#### Work item:
Whenever a line in the data holds the string "DecodeGuard", pull that line out.
== Material shown ==
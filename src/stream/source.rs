// Copyright (c) 2026 bad-antics
// Licensed under the MIT License. See LICENSE file in the project root.
// https://github.com/bad-antics/vigil-rs

//! Frame source traits

use async_trait::async_trait;
use tracing::debug;

use super::ffmpeg::FfmpegSource;
use super::synthetic::SyntheticSource;
use super::{Frame, StreamConfig};
use crate::error::SourceError;

/// An open connection to one video stream.
///
/// Sources never retry on their own: a failed read is reported to the
/// supervisor, which owns the reconnect policy.
#[async_trait]
pub trait FrameSource: Send {
    /// URI this source was opened with
    fn uri(&self) -> &str;

    /// Next decoded frame. Blocks (asynchronously) on network I/O only.
    async fn next_frame(&mut self) -> Result<Frame, SourceError>;

    /// Release the connection
    async fn close(&mut self);
}

/// Opens frame sources. One `open` call is one connection attempt.
#[async_trait]
pub trait SourceFactory: Send + Sync {
    async fn open(&self, camera_id: &str, uri: &str) -> Result<Box<dyn FrameSource>, SourceError>;
}

/// Picks the synthetic generator for `stub://` URIs and ffmpeg for everything else
pub struct DefaultSourceFactory {
    config: StreamConfig,
}

impl DefaultSourceFactory {
    pub fn new(config: StreamConfig) -> Self {
        Self { config }
    }
}

#[async_trait]
impl SourceFactory for DefaultSourceFactory {
    async fn open(&self, camera_id: &str, uri: &str) -> Result<Box<dyn FrameSource>, SourceError> {
        if uri.starts_with("stub://") {
            let source = SyntheticSource::open(camera_id, uri, self.config.max_decode_failures)?;
            Ok(Box::new(source))
        } else {
            debug!(camera = %camera_id, "Opening ffmpeg source for {}", uri);
            let source = FfmpegSource::open(camera_id, uri, &self.config).await?;
            Ok(Box::new(source))
        }
    }
}

/// Tracks consecutive decode failures.
///
/// Single bad frames are skipped; a run longer than the limit is a broken stream.
#[derive(Debug, Clone)]
pub struct DecodeGuard {
    consecutive: u32,
    limit: u32,
    total: u64,
}

impl DecodeGuard {
    pub fn new(limit: u32) -> Self {
        Self {
            consecutive: 0,
            limit,
            total: 0,
        }
    }

    pub fn success(&mut self) {
        self.consecutive = 0;
    }

    /// Record a failed decode; errors once the run exceeds the limit
    pub fn failure(&mut self, reason: &str) -> Result<(), SourceError> {
        self.consecutive += 1;
        self.total += 1;
        if self.consecutive > self.limit {
            Err(SourceError::Stream(format!(
                "{} consecutive decode failures (last: {})",
                self.consecutive, reason
            )))
        } else {
            debug!("Skipping undecodable frame: {}", reason);
            Ok(())
        }
    }

    pub fn total_failures(&self) -> u64 {
        self.total
    }
}

#[cfg(test)]
mod tests {
    use super::*;

    #[test]
    fn test_decode_guard_skips_then_fails() {
        let mut guard = DecodeGuard::new(10);
        for _ in 0..10 {
            assert!(guard.failure("bad huffman table").is_ok());
        }
        let err = guard.failure("bad huffman table").unwrap_err();
        assert_eq!(err.kind(), "stream");
        assert_eq!(guard.total_failures(), 11);
    }

    #[test]
    fn test_decode_guard_resets_on_success() {
        let mut guard = DecodeGuard::new(2);
        guard.failure("x").unwrap();
        guard.failure("x").unwrap();
        guard.success();
        guard.failure("x").unwrap();
        guard.failure("x").unwrap();
        assert!(guard.failure("x").is_err());
    }

    #[tokio::test]
    async fn test_default_factory_opens_stub() {
        let factory = DefaultSourceFactory::new(StreamConfig::default());
        let mut source = factory.open("c1", "stub://c1?fps=50&width=32&height=24").await.unwrap();
        let frame = source.next_frame().await.unwrap();
        assert_eq!(frame.width(), 32);
        assert_eq!(frame.camera_id, "c1");
        source.close().await;
    }
}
===
#### Written solution:
pub struct DecodeGuard {
impl DecodeGuard {
        let mut guard = DecodeGuard::new(10);
        let mut guard = DecodeGuard::new(2);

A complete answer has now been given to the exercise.